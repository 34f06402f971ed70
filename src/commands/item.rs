//! Item Commands
//!
//! Frontend bindings for item-related backend operations.

use serde_json::{json, Value};

use super::{invoke, invoke_as, Call, OperationName};
use crate::error::{check_status, ApiError};
use crate::models::{AddItemResponse, Item, OnlineResult};

// ========================
// Argument Structs
// ========================

/// Arguments of `add_item`
#[derive(Debug, Clone, Default)]
pub struct AddItemArgs<'a> {
    pub name: &'a str,
    pub item_type: Option<&'a str>,
    pub image_url: Option<&'a str>,
    pub notes: Option<&'a str>,
    pub initial_count: u32,
}

// ========================
// Commands
// ========================

pub async fn search_items_local(query: &str) -> Result<Vec<Item>, ApiError> {
    let call = Call::new(OperationName::SearchItemsLocal, vec![json!(query)]);
    let items: Option<Vec<Item>> = invoke_as(call).await?;
    Ok(items.unwrap_or_default())
}

pub async fn search_items_cstone(query: &str) -> Result<Vec<OnlineResult>, ApiError> {
    let call = Call::new(OperationName::SearchItemsCstone, vec![json!(query)]);
    let results: Option<Vec<OnlineResult>> = invoke_as(call).await?;
    Ok(results.unwrap_or_default())
}

/// Returns the stored item when the backend sends it back
pub async fn add_item(args: &AddItemArgs<'_>) -> Result<Option<Item>, ApiError> {
    let call = Call::new(
        OperationName::AddItem,
        vec![
            json!(args.name),
            json!(args.item_type),
            json!(args.image_url),
            json!(args.notes),
            json!(args.initial_count),
        ],
    );
    let response: AddItemResponse = invoke_as(call).await?;
    if response.success {
        Ok(response.item)
    } else {
        Err(ApiError::Rejected(
            response.error.unwrap_or_else(|| "Unknown error".to_string()),
        ))
    }
}

/// `None` when the backend has no item with this name
pub async fn get_item(name: &str) -> Result<Option<Item>, ApiError> {
    invoke_as(Call::new(OperationName::GetItem, vec![json!(name)])).await
}

/// Counts below zero are never sent
pub async fn update_count(name: &str, count: i64) -> Result<(), ApiError> {
    let count = count.max(0);
    let result = invoke(Call::new(OperationName::UpdateCount, vec![json!(name), json!(count)])).await?;
    check_status(&result)
}

pub async fn update_notes(name: &str, notes: &str) -> Result<(), ApiError> {
    let result = invoke(Call::new(OperationName::UpdateNotes, vec![json!(name), json!(notes)])).await?;
    check_status(&result)
}

pub async fn delete_item(name: &str) -> Result<(), ApiError> {
    let result: Value = invoke(Call::new(OperationName::DeleteItem, vec![json!(name)])).await?;
    check_status(&result)
}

━━━━

→ To do
All lines from the beginning of the listing through the one with "let response: AddItemResponse" are to be restated word for word, and only those.

→ Result of this exercise
repository 34f06402f971ed70
filename src/commands/item.rs
//! Item Commands
//!
//! Frontend bindings for item-related backend operations.

use serde_json::{json, Value};

use super::{invoke, invoke_as, Call, OperationName};
use crate::error::{check_status, ApiError};
use crate::models::{AddItemResponse, Item, OnlineResult};

// ========================
// Argument Structs
// ========================

/// Arguments of `add_item`
#[derive(Debug, Clone, Default)]
pub struct AddItemArgs<'a> {
    pub name: &'a str,
    pub item_type: Option<&'a str>,
    pub image_url: Option<&'a str>,
    pub notes: Option<&'a str>,
    pub initial_count: u32,
}

// ========================
// Commands
// ========================

pub async fn search_items_local(query: &str) -> Result<Vec<Item>, ApiError> {
    let call = Call::new(OperationName::SearchItemsLocal, vec![json!(query)]);
    let items: Option<Vec<Item>> = invoke_as(call).await?;
    Ok(items.unwrap_or_default())
}

pub async fn search_items_cstone(query: &str) -> Result<Vec<OnlineResult>, ApiError> {
    let call = Call::new(OperationName::SearchItemsCstone, vec![json!(query)]);
    let results: Option<Vec<OnlineResult>> = invoke_as(call).await?;
    Ok(results.unwrap_or_default())
}

/// Returns the stored item when the backend sends it back
pub async fn add_item(args: &AddItemArgs<'_>) -> Result<Option<Item>, ApiError> {
    let call = Call::new(
        OperationName::AddItem,
        vec![
            json!(args.name),
            json!(args.item_type),
            json!(args.image_url),
            json!(args.notes),
            json!(args.initial_count),
        ],
    );
    let response: AddItemResponse = invoke_as(call).await?;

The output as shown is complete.